A police photograph of a of taxi is projected on a screen during a news conference about Aaron Driver, a Canadian man killed by police on Wednesday who had indicated he planned to carry out an imminent rush-hour attack on a major Canadian city, with Royal Canadian Mounted Police (RCMP) Deputy Commissioner Mike Cabana (L) and Assistant Commissioner Jennifer Strachan in Ottawa, Ontario, Canada, August 11, 2016. REUTERS/Chris Wattie
By Andrea Hopkins
OTTAWA (Reuters) - Aaron Driver first came to the attention of Canadian officials in late 2014 after he voiced support for Islamic State on social media. In 2015, the Muslim convert was arrested for communicating with militants involved with attack plots in Texas and Australia. Early this year, he agreed to a court order known as a peace bond that restricted his online and cell phone use.
Yet it took a tip from the U.S. Federal Bureau of Investigation to alert Canadian intelligence officials to what police say was an imminent attack Driver was planning on a major Canadian city.
Driver, 24, died after he detonated an explosive device in the backseat of a taxi as police closed in and opened fire, the Royal Canadian Mounted Police (RCMP) said in Ottawa.
The RCMP said Driver, one of only two Canadians currently subject to a peace bond, was not under constant surveillance before the tip from the FBI came on Wednesday morning.
Driver's father, Wayne Driver, was among those left with questions about why authorities did not intervene more decisively earlier. He said he wished his son had been forced into a de-radicalization program."I don't think [the peace bond] was very effective at all. I mean, look at the outcome," Driver's father told the Canadian Broadcasting Corp.
"Why wasn't he on some kind of parole where he had to report a couple times a month instead of never?"

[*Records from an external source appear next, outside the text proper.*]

use crate::i18n::{LocaleCatalog, LocaleRegistry, SystemLocale, Translator};
use anyhow::{Context, Result};
use std::collections::HashMap;
use std::sync::Arc;
use tracing::debug;

#[derive(Debug, Clone, Default)]
pub struct Config {
    // Locales
    /// `LOCALE`: takes precedence over the domain map and the configured default
    pub locale_override: Option<String>,
    /// `LOCALE_DEFAULT`: default locale when no override or domain applies
    pub default_locale: Option<String>,
    /// `LOCALE_AVAILABLE`: comma-separated locales that may appear in URLs
    pub available_locales: Vec<String>,
    /// `LOCALE_DOMAINS`: `host=locale` pairs, matched against the request host
    pub domains: HashMap<String, String>,

    // Routing
    pub base_url: String,

    // Server
    pub port: u16,
}

impl Config {
    pub fn from_env() -> Result<Self> {
        let domains = match std::env::var("LOCALE_DOMAINS") {
            Ok(value) => parse_domains(&value).context("Invalid LOCALE_DOMAINS")?,
            Err(_) => HashMap::new(),
        };

        Ok(Self {
            // Locales
            locale_override: non_empty_var("LOCALE"),
            default_locale: non_empty_var("LOCALE_DEFAULT"),
            available_locales: std::env::var("LOCALE_AVAILABLE")
                .map(|v| parse_list(&v))
                .unwrap_or_default(),
            domains,

            // Routing
            base_url: std::env::var("BASE_URL").unwrap_or_default(),

            // Server
            port: std::env::var("PORT")
                .ok()
                .map(|v| v.parse().context("PORT must be a valid port number"))
                .transpose()?
                .unwrap_or(8080),
        })
    }

    /// Default locale for a request to `host`.
    ///
    /// The `LOCALE` override wins. Otherwise the host is checked against the
    /// domain map from the top-level domain inward (`com`, `example.com`,
    /// `es.example.com`), the most specific hit winning. Falls back to the
    /// configured default.
    pub fn default_locale_for_host(&self, host: Option<&str>) -> Option<String> {
        if let Some(locale) = &self.locale_override {
            return Some(locale.clone());
        }

        let mut found = None;
        if let Some(host) = host {
            let host = host.to_ascii_lowercase();
            let labels: Vec<&str> = host.split('.').collect();
            for start in (0..labels.len()).rev() {
                let candidate = labels[start..].join(".");
                if let Some(locale) = self.domains.get(&candidate) {
                    debug!("Host {} matched domain {} ({})", host, candidate, locale);
                    found = Some(locale.clone());
                }
            }
        }

        found.or_else(|| self.default_locale.clone())
    }

    /// Build the locale registry for one request.
    ///
    /// Registers the available locales, then the default locale for `host`
    /// (falling back to the platform default), and attaches `translators`.
    /// Fails when any configured locale is unsupported.
    pub fn build_registry(
        &self,
        catalog: Arc<dyn LocaleCatalog>,
        system: Arc<dyn SystemLocale>,
        translators: &[Arc<dyn Translator>],
        host: Option<&str>,
    ) -> Result<LocaleRegistry> {
        let mut registry = LocaleRegistry::new(catalog, system);

        registry
            .add_locales(&self.available_locales)
            .context("Unsupported locale in LOCALE_AVAILABLE")?;

        for translator in translators {
            registry.add_translator(Some(Arc::clone(translator)));
        }

        let default_locale = self
            .default_locale_for_host(host)
            .unwrap_or_else(|| registry.default_locale().to_string());

        registry
            .add_locale(&default_locale)
            .with_context(|| format!("Unsupported default locale {}", default_locale))?;
        registry
            .set_default_locale(&default_locale)
            .with_context(|| format!("Unsupported default locale {}", default_locale))?;

        Ok(registry)
    }

    /// Check every configured locale against the catalog.
    ///
    /// Builds the registry once without a host and once per `LOCALE_DOMAINS`
    /// entry, so an unsupported locale anywhere in the configuration fails
    /// here instead of on the first request to that host.
    ///
    /// # Returns
    /// The registry used for requests whose host matches no domain.
    pub fn validate(
        &self,
        catalog: Arc<dyn LocaleCatalog>,
        system: Arc<dyn SystemLocale>,
    ) -> Result<LocaleRegistry> {
        let registry = self.build_registry(Arc::clone(&catalog), Arc::clone(&system), &[], None)?;

        for host in self.domains.keys() {
            self.build_registry(
                Arc::clone(&catalog),
                Arc::clone(&system),
                &[],
                Some(host.as_str()),
            )
            .with_context(|| format!("Invalid locale for domain {}", host))?;
        }

        Ok(registry)
    }
}

fn non_empty_var(name: &str) -> Option<String> {
    std::env::var(name)
        .ok()
        .map(|v| v.trim().to_string())
        .filter(|v| !v.is_empty())
}

/// Split a comma-separated list, dropping blanks.
pub fn parse_list(value: &str) -> Vec<String> {
    value
        .split(',')
        .map(|s| s.trim().to_string())
        .filter(|s| !s.is_empty())
        .collect()
}

/// Parse `host=locale` pairs separated by commas.
pub fn parse_domains(value: &str) -> Result<HashMap<String, String>> {
    parse_list(value)
        .into_iter()
        .map(|entry| {
            let (host, locale) = entry
                .split_once('=')
                .with_context(|| format!("Expected host=locale, got '{}'", entry))?;
            Ok((host.trim().to_ascii_lowercase(), locale.trim().to_string()))
        })
        .collect()
}
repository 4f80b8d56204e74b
//! Applying routing results to the request-scoped registry.

use crate::error::LocaleError;
use crate::i18n::{codec, LocaleRegistry};
use crate::router::{MatchOutcome, LOCALE, LOCALE_PARAM};
use tracing::debug;

/// Result of routing one request through a `LocaleAwareRouteStack`.
///
/// Routing itself does not mutate the registry; call `apply_to` with the
/// request's registry before acting on `outcome`.
#[derive(Debug, Clone, PartialEq, Eq, Default)]
pub struct Routing {
    /// Locale prefix found in the request path.
    pub path_locale: Option<String>,
    /// `None` when no route matched.
    pub outcome: Option<MatchOutcome>,
}

impl Routing {
    pub fn is_redirect(&self) -> bool {
        matches!(self.outcome, Some(MatchOutcome::Redirect(_)))
    }

    /// Make the detected locales current on `registry`.
    ///
    /// The path locale is applied first and recorded as such; a locale found
    /// deeper in the route tree then takes over. On a match the `locale`
    /// parameter is set to the resulting current locale, unless a child
    /// route already captured one of its own.
    pub fn apply_to(&mut self, registry: &mut LocaleRegistry) -> Result<(), LocaleError> {
        if let Some(locale) = &self.path_locale {
            registry.set_path_locale(locale)?;
        }

        let path_locale = self.path_locale.as_deref();
        match &mut self.outcome {
            Some(MatchOutcome::Match(route_match)) => {
                if let Some(locale) = route_match.locale().map(str::to_string) {
                    if Some(locale.as_str()) != path_locale {
                        registry.set_locale(&locale)?;
                    }
                }

                if let Some(locale) = route_match.param(LOCALE_PARAM).map(str::to_string) {
                    route_match.set_param(LOCALE, codec::canonicalize(&locale)?);
                } else if route_match.param(LOCALE).is_none()
                    && (route_match.locale().is_some() || path_locale.is_some())
                {
                    route_match.set_param(LOCALE, registry.locale());
                }
            }
            Some(MatchOutcome::Redirect(redirect)) => {
                if Some(redirect.locale.as_str()) != path_locale {
                    registry.set_locale(&redirect.locale)?;
                }
            }
            None => {}
        }

        debug!("Routing applied, current locale {}", registry.locale());
        Ok(())
    }
}

/// Value for the `Content-Language` response header.
pub fn content_language(registry: &LocaleRegistry) -> String {
    let locale = registry.locale();
    codec::format(locale, true).unwrap_or_else(|_| locale.to_string())
}
//! Error types for locale resolution and route assembly.

use thiserror::Error;

/// Errors raised while validating or resolving a locale identifier.
#[derive(Debug, Clone, PartialEq, Eq, Error)]
pub enum LocaleError {
    /// The identifier is not structurally a `language[-REGION]` tag.
    #[error("malformed locale identifier '{0}'")]
    Malformed(String),

    /// The identifier does not resolve against the locale catalog, even with fallback.
    #[error("the locale {0} is not available in the locale catalog")]
    Unsupported(String),

    /// The identifier resolved but the platform refused to activate it.
    #[error("the locale {0} is not available in the system")]
    SystemUnavailable(String),
}

/// Errors raised while assembling a URL from a route name.
#[derive(Debug, Error)]
pub enum RouteError {
    #[error("missing \"name\" option")]
    MissingName,

    #[error("route with name \"{0}\" not found")]
    NotFound(String),

    #[error("route with name \"{0}\" does not have child routes")]
    NoChildRoutes(String),

    #[error("missing parameter \"{0}\"")]
    MissingParameter(String),

    #[error("request URI has not been set")]
    RequestUriMissing,

    #[error(transparent)]
    Locale(#[from] LocaleError),

    #[error("invalid URI: {0}")]
    Uri(#[from] url::ParseError),
}

#[cfg(test)]
mod tests {
    use super::*;

    #[test]
    fn test_locale_error_messages() {
        assert_eq!(
            LocaleError::Malformed("x".to_string()).to_string(),
            "malformed locale identifier 'x'"
        );
        assert!(LocaleError::Unsupported("qq".to_string())
            .to_string()
            .contains("locale catalog"));
        assert!(LocaleError::SystemUnavailable("es".to_string())
            .to_string()
            .contains("system"));
    }

    #[test]
    fn test_route_error_wraps_locale_error() {
        let err: RouteError = LocaleError::Malformed("1".to_string()).into();
        assert!(matches!(err, RouteError::Locale(LocaleError::Malformed(_))));
        assert_eq!(err.to_string(), "malformed locale identifier '1'");
    }
}
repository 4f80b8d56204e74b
//! Translator collaborators notified on locale changes.
//!
//! The registry does not translate anything; it only pushes the name of the
//! active (and fallback) locale to whoever does. Both methods default to
//! no-ops, so a collaborator that only cares about one of them implements
//! just that one.

use crate::i18n::codec;
use std::sync::RwLock;

/// Receives locale changes from the registry.
pub trait Translator: Send + Sync {
    /// Called with the canonical locale whenever the current locale changes.
    fn set_locale(&self, _locale: &str) {}

    /// Called with the canonical locale whenever the default locale changes.
    fn set_fallback_locale(&self, _locale: &str) {}
}

/// View-facing "current language" accessor.
///
/// Registered as a translator so it always mirrors the registry's current
/// locale. Before the first update it reports `default_locale`.
#[derive(Debug)]
pub struct LanguageHelper {
    locale: RwLock<String>,
}

impl LanguageHelper {
    /// Create a helper reporting `default_locale` until the registry pushes
    /// a locale.
    ///
    /// # Arguments
    /// * `default_locale` - Locale identifier; `en` is used if it is malformed
    pub fn new(default_locale: &str) -> Self {
        let locale = codec::canonicalize(default_locale).unwrap_or_else(|_| "en".to_string());
        Self {
            locale: RwLock::new(locale),
        }
    }

    /// The current language, optionally with its region (`es` / `es-ES`).
    pub fn language(&self, include_region: bool) -> String {
        let locale = self
            .locale
            .read()
            .unwrap_or_else(|poisoned| poisoned.into_inner());
        codec::format(&locale, include_region).unwrap_or_else(|_| locale.clone())
    }
}

impl Translator for LanguageHelper {
    fn set_locale(&self, locale: &str) {
        if let Ok(canonical) = codec::canonicalize(locale) {
            let mut current = self
                .locale
                .write()
                .unwrap_or_else(|poisoned| poisoned.into_inner());
            *current = canonical;
        }
    }
}
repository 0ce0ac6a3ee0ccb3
pub mod contact;
pub mod health;
use crate::api::MgmtState;
use crate::api::schemas::health::HealthResponse;
use crate::services::health_service::ComponentStatus;
use axum::{Json, extract::State, http::StatusCode, response::IntoResponse};

/// Liveness probe: returns 200 OK as long as the server is running.
pub async fn livez() -> impl IntoResponse {
    StatusCode::OK
}

/// Readiness probe. Only a configured but unreachable database fails it; a
/// missing email relay is reported without failing.
pub async fn readyz(State(state): State<MgmtState>) -> impl IntoResponse {
    let db_status = state.health_service.check_db().await;

    let status_code = if db_status == ComponentStatus::Error {
        tracing::warn!(component = "database", "Readiness probe failed");
        StatusCode::SERVICE_UNAVAILABLE
    } else {
        StatusCode::OK
    };

    let response = HealthResponse {
        status: if status_code == StatusCode::OK { "ok" } else { "error" }.to_string(),
        database: db_status.as_str().to_string(),
        email: if state.health_service.email_configured() { "ok" } else { "unconfigured" }.to_string(),
    };

    (status_code, Json(response))
}
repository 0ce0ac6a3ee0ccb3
pub mod project_repo;
pub mod records;

use crate::config::DatabaseConfig;
use sqlx::postgres::PgPoolOptions;
use sqlx::{Pool, Postgres};
use std::time::Duration;

pub type DbPool = Pool<Postgres>;

/// Initializes the database connection pool, or `None` when no URL is configured.
///
/// # Errors
/// Returns `sqlx::Error` if the connection fails.
pub async fn init_pool(config: &DatabaseConfig) -> Result<Option<DbPool>, sqlx::Error> {
    let Some(url) = config.url.as_deref().filter(|u| !u.trim().is_empty()) else {
        tracing::warn!("Project store is not configured, project listings will be empty");
        return Ok(None);
    };

    let pool = PgPoolOptions::new()
        .max_connections(config.max_connections)
        .acquire_timeout(Duration::from_secs(config.acquire_timeout_secs))
        .connect(url)
        .await?;
    Ok(Some(pool))
}

/// Applies the bundled migrations.
///
/// # Errors
/// Returns `sqlx::migrate::MigrateError` if a migration fails.
pub async fn run_migrations(pool: &DbPool) -> Result<(), sqlx::migrate::MigrateError> {
    sqlx::migrate!().run(pool).await
}
use crate::config::ResumeConfig;
use axum::body::Bytes;
use futures::StreamExt;
use futures::stream::BoxStream;
use opentelemetry::{KeyValue, global, metrics::Counter};
use reqwest::{Client, StatusCode};
use thiserror::Error;

pub type ResumeStream = BoxStream<'static, Result<Bytes, std::io::Error>>;

#[derive(Error, Debug)]
pub enum ResumeError {
    #[error("upstream responded with status {0}")]
    Upstream(StatusCode),
    #[error("upstream request failed: {0}")]
    Transport(#[from] reqwest::Error),
}

#[derive(Clone, Debug)]
struct Metrics {
    downloads: Counter<u64>,
}

impl Metrics {
    fn new() -> Self {
        let meter = global::meter("portfolio-server");
        Self {
            downloads: meter
                .u64_counter("resume_downloads_total")
                .with_description("Resume download attempts by outcome")
                .build(),
        }
    }
}

pub struct ResumeDocument {
    pub content_length: Option<u64>,
    pub body: ResumeStream,
}

impl std::fmt::Debug for ResumeDocument {
    fn fmt(&self, f: &mut std::fmt::Formatter<'_>) -> std::fmt::Result {
        f.debug_struct("ResumeDocument").field("content_length", &self.content_length).finish_non_exhaustive()
    }
}

/// Proxies the resume document from its upstream location.
#[derive(Clone, Debug)]
pub struct ResumeService {
    client: Client,
    url: String,
    filename: String,
    metrics: Metrics,
}

impl ResumeService {
    #[must_use]
    pub fn new(client: Client, config: &ResumeConfig) -> Self {
        Self { client, url: config.url.clone(), filename: config.filename.clone(), metrics: Metrics::new() }
    }

    #[must_use]
    pub fn filename(&self) -> &str {
        &self.filename
    }

    /// Opens a streaming download of the upstream document.
    ///
    /// # Errors
    /// Returns `ResumeError::Upstream` if upstream answers with a non-success
    /// status and `ResumeError::Transport` if it cannot be reached.
    #[tracing::instrument(err(level = "warn"), skip(self))]
    pub async fn fetch(&self) -> Result<ResumeDocument, ResumeError> {
        let outcome = self.open().await;
        let label = match &outcome {
            Ok(_) => "ok",
            Err(ResumeError::Upstream(_)) => "not_found",
            Err(ResumeError::Transport(_)) => "error",
        };
        self.metrics.downloads.add(1, &[KeyValue::new("outcome", label)]);
        outcome
    }

    async fn open(&self) -> Result<ResumeDocument, ResumeError> {
        let resp = self.client.get(&self.url).send().await?;
        let status = resp.status();
        if !status.is_success() {
            return Err(ResumeError::Upstream(status));
        }

        let content_length = resp.content_length();
        let body = resp.bytes_stream().map(|chunk| chunk.map_err(std::io::Error::other)).boxed();
        Ok(ResumeDocument { content_length, body })
    }
}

RCMP Deputy Commissioner Mike Cabana said law enforcement has difficulties both in Canada and abroad in collecting admissible evidence in anti-terrorism investigations. Even when, as in Driver's case, there is enough evidence for a court-ordered terror-related peace bond, he said the tool can not really prevent an attack.
"Our ability to monitor people 24 hours a day and 7 days a week simply does not exist. We can't do that," Cabana told reporters at a news conference in Ottawa.
With Driver's death, one Canadian resident remains under a terror-related federal peace bond, according to the Public Prosecution Service of Canada. Nine more such orders are pending, nine have already expired, and three applications for peace bonds have been withdrawn, PPSC spokeswoman Elizabeth Armitage told Reuters.
The peace bond, a type of restraining order issued by a provincial judge, can have many conditions and lasts 12 months. Driver's order required him, among other things, to get permission before purchasing a cell phone, stay off social media websites and refrain from communications with members of Islamic State and other radical groups.
In the wake of Driver's foiled attack, Public Safety Minister Ralph Goodale acknowledged that peace bonds have limits.
"Those issues will obviously need to be very carefully scrutinized," he said in an interview with CBC.
Current and former intelligence officials have said it can take dozens of people to properly track one suspect, and one said it was not surprising that the ultimate tip came from the FBI, given their vastly superior monitoring abilities.
While some 600 RCMP officers and staff were transferred from organized crime, drug and financial integrity files to the counter-terrorism beat in recent years, critics of Prime Minister Justin Trudeau's new Liberal government have argued that not enough money is being spent to fight terrorism.
The 2016 budget provided C$35-million over five years to combat radicalization, but little in the way of new funding for the RCMP or the Canadian Security and Intelligence Service (CSIS).
Trudeau was elected in October 2015 pledging to end Canada's combat role against Islamic State and roll back some of the security powers his Conservative Party predecessor had implemented.
Ray Boisvert, a former assistant director of intelligence at CSIS,said Driver was likely on an increasingly long list of so-called "B-listers" - people known to law enforcement, but considered lower risk than others and not followed regularly.
"The problem today, of course is that a target can go from mildly radicalized to highly 'weaponized' in a matter of weeks - or sooner,"Boisvert, who left CSIS in 2012 and is now a security consultant to private firms, said in an email.
Mubin Shaikh, a former undercover operative with CSIS, told Reuters he considered Driver a threat back in 2015, in part because he was a Muslim convert.
"That's a red flag," he said on Thursday.
In October 2014, a Canadian Muslim convert shot and killed a soldier at Ottawa's national war memorial before launching an attack on the Canadian Parliament. The same week, another convert ran down two soldiers in Quebec, killing one.
Shaikh, now a Canadian counter-terrorism and national security consultant, said law enforcement officers walk a fine line in determining which Islamic State sympathizers are just talkers, and which represent an actual threat to Canada.
"You don't know who is going to be the one guy who is not just talking but may take action," he said. "It's better to assume that they are going to be a threat."